Jeffrey S. Chamberlain, PhD - February 16, 2024

Amtagvi was approved through the Accelerated Approval pathway, under which FDA may approve drugs for serious or life-threatening illnesses or conditions where there is an unmet medical need.

Today FDA approved Amtagvi (lifileucel), a one-time tumor-infiltrating lymphocyte (TIL) therapy as a second-line treatment for patients with advanced melanoma. This decision marks the first approval of a one-time cell therapy to treat a solid tumor. 

TILs are a type of lymphocyte, an immune cell made in the bone marrow and found within the blood and lymph tissue. TIL therapy is a type of cell-based immunotherapy using a patient’s own immune cells from the microenvironment of the solid tumor to kill tumor cells. Unlike CAR T-cell therapy, adoptive cell therapy with TILs is attractive because TILs come directly from the tumor and already recognize many targets on cancer cells. 
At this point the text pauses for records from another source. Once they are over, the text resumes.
//! Prompt construction for planning backends

use super::survey::SourceSurvey;
use super::PlanningRequest;
use serde::Serialize;

pub const ANALYSIS_SYSTEM_PROMPT: &str = "You are an expert software engineer who knows how to build, \
deploy and run many kinds of projects. Pay close attention to the MCP transport type (STDIO or SSE); \
it decides how the server is containerized.";

pub const PLAN_SYSTEM_PROMPT: &str = "You are a DevOps expert. Reply with ONLY valid JSON: no explanations, \
no Markdown, no surrounding text. Return only the requested JSON object.";

pub const ANALYSIS_MAX_TOKENS: u32 = 2000;
pub const PLAN_MAX_TOKENS: u32 = 1500;

/// One request to a completion backend
#[derive(Debug, Clone, PartialEq, Eq, Serialize)]
pub struct Prompt {
    pub system: String,
    pub user: String,
    pub max_tokens: u32,
}

/// Prompt asking for a free-text project analysis
pub fn analysis_prompt(request: &PlanningRequest, survey: &SourceSurvey) -> Prompt {
    let reference = &request.reference;
    let user = format!(
        "You are analyzing an MCP server project to learn how to build and run it.\n\
         \n\
         Repository: {owner}/{repo}\n\
         Branch: {branch}\n\
         Server name: {name}\n\
         Path in repo: {subpath}\n\
         Project location: {location}\n\
         \n\
         Describe the project in this format:\n\
         \n\
         PROJECT ANALYSIS:\n\
         - What this MCP server does\n\
         - Programming language and framework\n\
         - Key dependencies\n\
         - How to build or install it\n\
         - How to start the MCP server\n\
         - Configuration it needs\n\
         - Entry points and main files\n\
         - Transport type: STDIO or SSE (critical for the container setup)\n\
         \x20 * STDIO talks over standard input/output and needs no network ports\n\
         \x20 * SSE talks over HTTP and needs exposed ports\n\
         \x20 * Look for stdio transports, server-sent events, HTTP servers and port settings\n\
         \n\
         Understand the project well enough to containerize it successfully.\n\
         {survey}",
        owner = reference.owner,
        repo = reference.repo,
        branch = reference.branch,
        name = request.installation_name,
        subpath = reference.subpath,
        location = request.source_dir.display(),
        survey = survey.render(),
    );

    Prompt {
        system: ANALYSIS_SYSTEM_PROMPT.to_string(),
        user,
        max_tokens: ANALYSIS_MAX_TOKENS,
    }
}

fn plan_template(name: &str, existing: bool) -> String {
    let dockerfile_hint = if existing {
        "the existing Dockerfile content, with any wrong paths corrected"
    } else {
        "complete Dockerfile content for the project type you discovered"
    };
    format!(
        "{{\n\
         \x20 \"has_existing_dockerfile\": {existing},\n\
         \x20 \"dockerfile_content\": \"{dockerfile_hint}\",\n\
         \x20 \"image_name\": \"mcp-sinstaller-{name}\",\n\
         \x20 \"container_name\": \"mcp-{name}-container\",\n\
         \x20 \"ports\": {{\"8000\": \"8000\"}},\n\
         \x20 \"environment_variables\": {{}},\n\
         \x20 \"required_secrets\": [],\n\
         \x20 \"volumes\": {{}},\n\
         \x20 \"startup_command\": null,\n\
         \x20 \"health_check\": null,\n\
         \x20 \"transport_type\": \"stdio or sse, from the analysis\"\n\
         }}"
    )
}

/// Prompt asking for the JSON execution plan
///
/// When the project already ships a Dockerfile its content is included and
/// the backend is asked to keep it.
pub fn plan_prompt(request: &PlanningRequest, analysis: &str, existing_dockerfile: Option<&str>) -> Prompt {
    let location = request.source_dir.display();
    let template = plan_template(&request.installation_name, existing_dockerfile.is_some());

    let user = match existing_dockerfile {
        Some(dockerfile) => format!(
            "This MCP server project already has a Dockerfile. Review it and produce a structured Docker plan.\n\
             \n\
             PREVIOUS ANALYSIS:\n{analysis}\n\
             \n\
             PROJECT LOCATION: {location}\n\
             \n\
             EXISTING DOCKERFILE:\n{dockerfile}\n\
             \n\
             Respond with ONLY a JSON object shaped like this:\n{template}\n\
             \n\
             From the Dockerfile and the project, determine:\n\
             - Ports to publish (SSE/HTTP transport only)\n\
             - Environment variables and required secrets\n\
             - Transport type: \"stdio\" or \"sse\"\n\
             If a path in the Dockerfile is wrong, correct it.\n\
             \n\
             Return ONLY the JSON object."
        ),
        None => format!(
            "This MCP server project needs a Dockerfile. Analyze it and produce a complete Docker plan.\n\
             \n\
             PREVIOUS ANALYSIS:\n{analysis}\n\
             \n\
             PROJECT LOCATION: {location}\n\
             \n\
             Respond with ONLY a JSON object shaped like this:\n{template}\n\
             \n\
             First identify the technology stack (Python, Node.js, TypeScript, Go, ...), then:\n\
             - Write a Dockerfile suited to that stack\n\
             - Choose the transport: \"stdio\" (stdin/stdout) or \"sse\" (SSE/streamable HTTP)\n\
             - Publish ports only for the sse transport\n\
             - List any required secrets\n\
             \n\
             Return ONLY the JSON object."
        ),
    };

    Prompt {
        system: PLAN_SYSTEM_PROMPT.to_string(),
        user,
        max_tokens: PLAN_MAX_TOKENS,
    }
}

#[cfg(test)]
mod tests {
    use super::*;
    use crate::reference::RepositoryReference;
    use std::path::PathBuf;

    fn request() -> PlanningRequest {
        PlanningRequest {
            reference: RepositoryReference::resolve("https://github.com/o/r/tree/dev/servers/fetch").unwrap(),
            installation_name: "o-r-fetch".to_string(),
            source_dir: PathBuf::from("/servers/o-r-fetch/servers/fetch"),
        }
    }

    #[test]
    fn test_analysis_prompt_names_the_project() {
        let prompt = analysis_prompt(&request(), &SourceSurvey::default());
        assert!(prompt.user.contains("Repository: o/r"));
        assert!(prompt.user.contains("Server name: o-r-fetch"));
        assert!(prompt.user.contains("Path in repo: servers/fetch"));
        assert_eq!(prompt.max_tokens, ANALYSIS_MAX_TOKENS);
        assert_eq!(prompt.system, ANALYSIS_SYSTEM_PROMPT);
    }

    #[test]
    fn test_plan_prompt_variants() {
        let fresh = plan_prompt(&request(), "analysis text", None);
        assert!(fresh.user.contains("needs a Dockerfile"));
        assert!(fresh.user.contains("\"has_existing_dockerfile\": false"));
        assert!(fresh.user.contains("\"image_name\": \"mcp-sinstaller-o-r-fetch\""));
        assert!(fresh.user.contains("\"container_name\": \"mcp-o-r-fetch-container\""));

        let existing = plan_prompt(&request(), "analysis text", Some("FROM rust:1.80"));
        assert!(existing.user.contains("already has a Dockerfile"));
        assert!(existing.user.contains("FROM rust:1.80"));
        assert!(existing.user.contains("\"has_existing_dockerfile\": true"));
        assert_eq!(existing.system, PLAN_SYSTEM_PROMPT);
    }
}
Melanoma is a dangerous, aggressive form of cancer that can quickly become life threatening. As such, I'm incredibly encouraged to see a cell therapy approval that can treat solid tumors, which we've long been working toward in the field. I commend the scientists who have developed this treatment and I look forward to more melanoma patients having access to it in the future. 

Amtagvi’s BLA is supported by data from a Phase II clinical trial and an open-label Phase III confirmatory clinical trial. The Phase III trial, known as the TILVANCE-301 study, is enrolling up to 670 participants to evaluate Amtagvi in combination with pembrolizumab, an immune checkpoint inhibitor approved to treat melanoma, compared to pembrolizumab alone in people living with untreated unresectable or metastatic melanoma. 

In a clinical study, FDA reported that among the 73 patients treated with Amtagvi at the recommended dose, the objective response rate was 31.5%, including three (4.1%) patients with a complete response and 20 (27.4%) patients with a partial response. Among patients who were responsive to the treatment, 56.5%, 47.8% and 43.5% continued to maintain responses without tumor progression or death at six, nine and 12 months, respectively.

FDA granted Amtagvi's approval to Iovance Biotherapeutics Inc.

Dr. Chamberlain is President of ASGCT.